(Stored items)
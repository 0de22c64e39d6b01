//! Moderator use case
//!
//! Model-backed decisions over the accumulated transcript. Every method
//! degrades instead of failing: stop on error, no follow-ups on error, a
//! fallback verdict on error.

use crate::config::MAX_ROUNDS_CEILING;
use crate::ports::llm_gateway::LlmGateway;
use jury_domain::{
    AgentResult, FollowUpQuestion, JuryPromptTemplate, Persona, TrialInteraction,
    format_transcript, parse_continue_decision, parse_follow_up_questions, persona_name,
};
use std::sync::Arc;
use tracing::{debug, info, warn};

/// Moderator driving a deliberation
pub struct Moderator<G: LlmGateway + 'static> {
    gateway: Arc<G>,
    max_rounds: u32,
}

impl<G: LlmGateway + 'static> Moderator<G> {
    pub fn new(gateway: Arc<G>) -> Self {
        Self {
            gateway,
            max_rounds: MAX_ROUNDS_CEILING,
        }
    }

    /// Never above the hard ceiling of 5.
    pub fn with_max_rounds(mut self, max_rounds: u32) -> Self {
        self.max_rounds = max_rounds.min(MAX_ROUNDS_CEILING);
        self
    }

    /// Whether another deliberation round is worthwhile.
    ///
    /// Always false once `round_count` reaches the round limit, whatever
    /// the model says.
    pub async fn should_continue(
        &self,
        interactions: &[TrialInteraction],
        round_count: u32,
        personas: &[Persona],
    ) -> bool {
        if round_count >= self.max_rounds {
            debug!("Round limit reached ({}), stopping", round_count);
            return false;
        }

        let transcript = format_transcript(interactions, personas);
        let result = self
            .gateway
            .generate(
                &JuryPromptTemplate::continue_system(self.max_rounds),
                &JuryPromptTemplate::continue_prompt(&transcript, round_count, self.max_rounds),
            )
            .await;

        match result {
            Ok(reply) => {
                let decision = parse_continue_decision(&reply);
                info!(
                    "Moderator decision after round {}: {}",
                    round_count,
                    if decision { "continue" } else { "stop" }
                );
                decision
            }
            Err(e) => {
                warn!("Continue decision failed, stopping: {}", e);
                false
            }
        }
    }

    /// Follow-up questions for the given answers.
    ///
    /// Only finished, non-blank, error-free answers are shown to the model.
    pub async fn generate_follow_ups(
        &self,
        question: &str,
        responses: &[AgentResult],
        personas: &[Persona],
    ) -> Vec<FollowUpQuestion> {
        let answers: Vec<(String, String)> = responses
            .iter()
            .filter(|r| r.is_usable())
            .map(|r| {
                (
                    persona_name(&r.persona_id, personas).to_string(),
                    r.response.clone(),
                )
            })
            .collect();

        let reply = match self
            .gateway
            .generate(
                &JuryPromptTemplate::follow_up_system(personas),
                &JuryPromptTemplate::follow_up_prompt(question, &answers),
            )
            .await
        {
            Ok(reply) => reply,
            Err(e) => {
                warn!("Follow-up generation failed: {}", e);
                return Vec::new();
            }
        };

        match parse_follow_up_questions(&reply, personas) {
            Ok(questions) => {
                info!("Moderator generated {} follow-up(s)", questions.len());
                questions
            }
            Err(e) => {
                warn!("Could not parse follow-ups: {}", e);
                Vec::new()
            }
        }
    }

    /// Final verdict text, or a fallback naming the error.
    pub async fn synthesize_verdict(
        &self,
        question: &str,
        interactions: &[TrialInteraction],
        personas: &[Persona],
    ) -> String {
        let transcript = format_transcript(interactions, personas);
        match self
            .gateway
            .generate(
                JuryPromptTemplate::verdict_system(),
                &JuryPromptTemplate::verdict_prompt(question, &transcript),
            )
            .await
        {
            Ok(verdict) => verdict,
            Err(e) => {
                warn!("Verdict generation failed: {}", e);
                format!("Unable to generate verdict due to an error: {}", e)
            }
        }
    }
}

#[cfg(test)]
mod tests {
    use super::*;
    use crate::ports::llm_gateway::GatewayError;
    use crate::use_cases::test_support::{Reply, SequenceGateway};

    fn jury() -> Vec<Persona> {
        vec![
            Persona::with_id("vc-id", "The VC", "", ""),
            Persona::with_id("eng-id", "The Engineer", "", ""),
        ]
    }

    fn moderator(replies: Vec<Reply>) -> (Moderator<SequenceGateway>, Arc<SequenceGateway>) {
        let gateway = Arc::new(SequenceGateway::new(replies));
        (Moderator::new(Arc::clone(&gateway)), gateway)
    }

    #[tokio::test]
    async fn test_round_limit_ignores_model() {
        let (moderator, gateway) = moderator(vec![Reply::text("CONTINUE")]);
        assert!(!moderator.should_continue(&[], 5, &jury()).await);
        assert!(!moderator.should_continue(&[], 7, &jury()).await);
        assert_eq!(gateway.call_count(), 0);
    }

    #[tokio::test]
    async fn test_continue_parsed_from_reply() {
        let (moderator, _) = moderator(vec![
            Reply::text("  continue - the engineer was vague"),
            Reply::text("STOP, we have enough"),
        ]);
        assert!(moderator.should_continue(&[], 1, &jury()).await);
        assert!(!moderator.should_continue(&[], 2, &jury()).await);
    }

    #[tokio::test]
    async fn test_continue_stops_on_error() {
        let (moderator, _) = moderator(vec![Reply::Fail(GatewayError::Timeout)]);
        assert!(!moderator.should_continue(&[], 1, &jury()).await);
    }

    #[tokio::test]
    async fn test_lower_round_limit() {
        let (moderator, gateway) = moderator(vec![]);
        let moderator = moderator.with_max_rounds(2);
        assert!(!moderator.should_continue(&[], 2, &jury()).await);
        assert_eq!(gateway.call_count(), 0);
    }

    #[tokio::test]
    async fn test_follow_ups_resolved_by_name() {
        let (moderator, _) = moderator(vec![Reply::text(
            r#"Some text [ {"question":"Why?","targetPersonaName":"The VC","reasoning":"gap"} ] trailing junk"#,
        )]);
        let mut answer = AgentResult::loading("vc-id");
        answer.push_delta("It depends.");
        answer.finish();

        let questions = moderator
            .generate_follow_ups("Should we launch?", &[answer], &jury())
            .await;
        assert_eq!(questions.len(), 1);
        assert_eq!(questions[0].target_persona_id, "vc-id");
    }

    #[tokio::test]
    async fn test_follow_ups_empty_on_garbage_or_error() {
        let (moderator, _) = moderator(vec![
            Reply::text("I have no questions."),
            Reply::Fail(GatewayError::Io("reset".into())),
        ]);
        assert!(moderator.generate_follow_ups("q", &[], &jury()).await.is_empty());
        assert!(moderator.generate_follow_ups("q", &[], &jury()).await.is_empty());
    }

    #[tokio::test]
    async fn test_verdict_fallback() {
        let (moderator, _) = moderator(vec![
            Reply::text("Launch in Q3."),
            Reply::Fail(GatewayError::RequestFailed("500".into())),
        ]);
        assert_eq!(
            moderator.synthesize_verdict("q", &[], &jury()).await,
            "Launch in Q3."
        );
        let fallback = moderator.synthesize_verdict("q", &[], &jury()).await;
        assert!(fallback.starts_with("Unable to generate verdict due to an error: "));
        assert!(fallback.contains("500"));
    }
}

==

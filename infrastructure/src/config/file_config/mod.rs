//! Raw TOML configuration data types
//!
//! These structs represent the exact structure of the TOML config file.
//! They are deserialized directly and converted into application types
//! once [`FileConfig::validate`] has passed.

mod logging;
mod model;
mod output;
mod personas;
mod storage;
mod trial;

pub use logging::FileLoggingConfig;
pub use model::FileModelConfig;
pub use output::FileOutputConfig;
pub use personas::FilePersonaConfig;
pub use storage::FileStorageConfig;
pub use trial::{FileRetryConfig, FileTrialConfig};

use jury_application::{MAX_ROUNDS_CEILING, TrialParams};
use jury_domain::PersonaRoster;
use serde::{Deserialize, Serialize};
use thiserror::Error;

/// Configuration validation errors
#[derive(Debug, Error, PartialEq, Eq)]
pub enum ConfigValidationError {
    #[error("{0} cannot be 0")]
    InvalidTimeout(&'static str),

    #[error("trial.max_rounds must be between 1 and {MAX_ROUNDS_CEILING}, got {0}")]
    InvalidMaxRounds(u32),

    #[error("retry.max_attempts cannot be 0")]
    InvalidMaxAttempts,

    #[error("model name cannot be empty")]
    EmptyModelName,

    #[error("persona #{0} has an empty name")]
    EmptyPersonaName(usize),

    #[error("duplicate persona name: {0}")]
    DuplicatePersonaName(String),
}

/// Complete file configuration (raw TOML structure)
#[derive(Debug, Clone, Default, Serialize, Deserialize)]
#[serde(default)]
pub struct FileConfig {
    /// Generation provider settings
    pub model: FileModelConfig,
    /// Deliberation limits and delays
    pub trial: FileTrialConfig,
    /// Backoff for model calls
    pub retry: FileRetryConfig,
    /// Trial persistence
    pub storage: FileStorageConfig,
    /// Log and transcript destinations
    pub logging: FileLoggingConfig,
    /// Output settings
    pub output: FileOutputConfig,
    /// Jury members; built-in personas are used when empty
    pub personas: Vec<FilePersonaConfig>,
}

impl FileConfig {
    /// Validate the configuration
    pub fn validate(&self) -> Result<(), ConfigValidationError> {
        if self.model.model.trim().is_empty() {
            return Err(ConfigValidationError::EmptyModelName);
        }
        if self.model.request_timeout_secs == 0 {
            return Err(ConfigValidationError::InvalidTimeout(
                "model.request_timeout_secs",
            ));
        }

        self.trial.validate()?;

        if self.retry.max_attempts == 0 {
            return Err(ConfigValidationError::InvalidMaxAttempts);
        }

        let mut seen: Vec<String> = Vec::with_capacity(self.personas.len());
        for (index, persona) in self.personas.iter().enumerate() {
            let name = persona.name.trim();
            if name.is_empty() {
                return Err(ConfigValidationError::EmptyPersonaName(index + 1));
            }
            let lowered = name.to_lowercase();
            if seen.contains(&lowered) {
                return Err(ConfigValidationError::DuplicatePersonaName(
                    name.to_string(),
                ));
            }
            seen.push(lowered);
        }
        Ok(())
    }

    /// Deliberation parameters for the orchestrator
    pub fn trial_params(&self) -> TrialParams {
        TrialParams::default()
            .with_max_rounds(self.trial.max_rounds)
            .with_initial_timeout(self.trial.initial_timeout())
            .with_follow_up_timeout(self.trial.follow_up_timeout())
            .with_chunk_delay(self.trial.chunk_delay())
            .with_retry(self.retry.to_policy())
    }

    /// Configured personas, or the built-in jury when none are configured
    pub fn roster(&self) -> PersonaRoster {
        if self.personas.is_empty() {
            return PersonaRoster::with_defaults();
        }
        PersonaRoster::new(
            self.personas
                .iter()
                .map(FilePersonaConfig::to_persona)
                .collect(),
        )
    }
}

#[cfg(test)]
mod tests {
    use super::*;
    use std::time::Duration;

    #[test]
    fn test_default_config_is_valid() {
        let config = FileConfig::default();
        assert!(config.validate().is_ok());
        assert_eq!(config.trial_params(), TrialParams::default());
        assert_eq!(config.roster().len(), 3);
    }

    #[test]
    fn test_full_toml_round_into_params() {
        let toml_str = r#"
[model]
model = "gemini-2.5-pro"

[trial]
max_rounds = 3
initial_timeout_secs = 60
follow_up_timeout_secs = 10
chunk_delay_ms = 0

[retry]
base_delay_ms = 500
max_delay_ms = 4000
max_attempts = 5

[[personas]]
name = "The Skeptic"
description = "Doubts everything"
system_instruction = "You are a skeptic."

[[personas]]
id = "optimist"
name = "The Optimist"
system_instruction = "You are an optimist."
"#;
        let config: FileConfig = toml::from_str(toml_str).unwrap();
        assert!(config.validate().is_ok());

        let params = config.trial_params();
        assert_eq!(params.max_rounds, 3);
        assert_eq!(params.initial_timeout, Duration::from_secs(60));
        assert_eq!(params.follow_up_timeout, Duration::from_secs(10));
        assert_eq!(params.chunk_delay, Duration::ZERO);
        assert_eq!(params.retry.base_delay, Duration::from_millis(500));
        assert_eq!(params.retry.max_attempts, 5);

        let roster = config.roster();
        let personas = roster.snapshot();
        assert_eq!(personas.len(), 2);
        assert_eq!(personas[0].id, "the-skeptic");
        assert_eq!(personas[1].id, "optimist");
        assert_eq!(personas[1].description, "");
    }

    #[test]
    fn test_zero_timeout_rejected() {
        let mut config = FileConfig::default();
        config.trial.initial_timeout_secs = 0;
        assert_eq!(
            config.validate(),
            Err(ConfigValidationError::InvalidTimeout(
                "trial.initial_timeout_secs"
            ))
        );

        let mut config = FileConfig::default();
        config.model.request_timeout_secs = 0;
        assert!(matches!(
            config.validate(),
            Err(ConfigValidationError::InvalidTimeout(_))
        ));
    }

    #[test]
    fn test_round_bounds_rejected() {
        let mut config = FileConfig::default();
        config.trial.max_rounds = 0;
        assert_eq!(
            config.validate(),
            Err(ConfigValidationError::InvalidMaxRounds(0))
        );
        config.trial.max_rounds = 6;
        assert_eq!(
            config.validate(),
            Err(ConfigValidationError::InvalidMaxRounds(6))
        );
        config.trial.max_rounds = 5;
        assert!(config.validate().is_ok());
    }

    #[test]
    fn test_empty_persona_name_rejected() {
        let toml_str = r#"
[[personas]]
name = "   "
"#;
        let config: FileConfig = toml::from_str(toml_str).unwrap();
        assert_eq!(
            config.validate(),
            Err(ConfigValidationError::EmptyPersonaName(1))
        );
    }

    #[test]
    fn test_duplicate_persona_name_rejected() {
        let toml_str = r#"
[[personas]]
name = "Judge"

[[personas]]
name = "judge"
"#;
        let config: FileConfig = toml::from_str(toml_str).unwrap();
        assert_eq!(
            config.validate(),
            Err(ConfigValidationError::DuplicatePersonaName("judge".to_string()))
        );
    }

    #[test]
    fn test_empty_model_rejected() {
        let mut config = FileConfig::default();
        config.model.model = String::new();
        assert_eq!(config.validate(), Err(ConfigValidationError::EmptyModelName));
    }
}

ASSIGNMENT: From the entries above, pull out each line that includes "LlmGateway".

OUTPUT:
use crate::ports::llm_gateway::LlmGateway;
pub struct Moderator<G: LlmGateway + 'static> {
impl<G: LlmGateway + 'static> Moderator<G> {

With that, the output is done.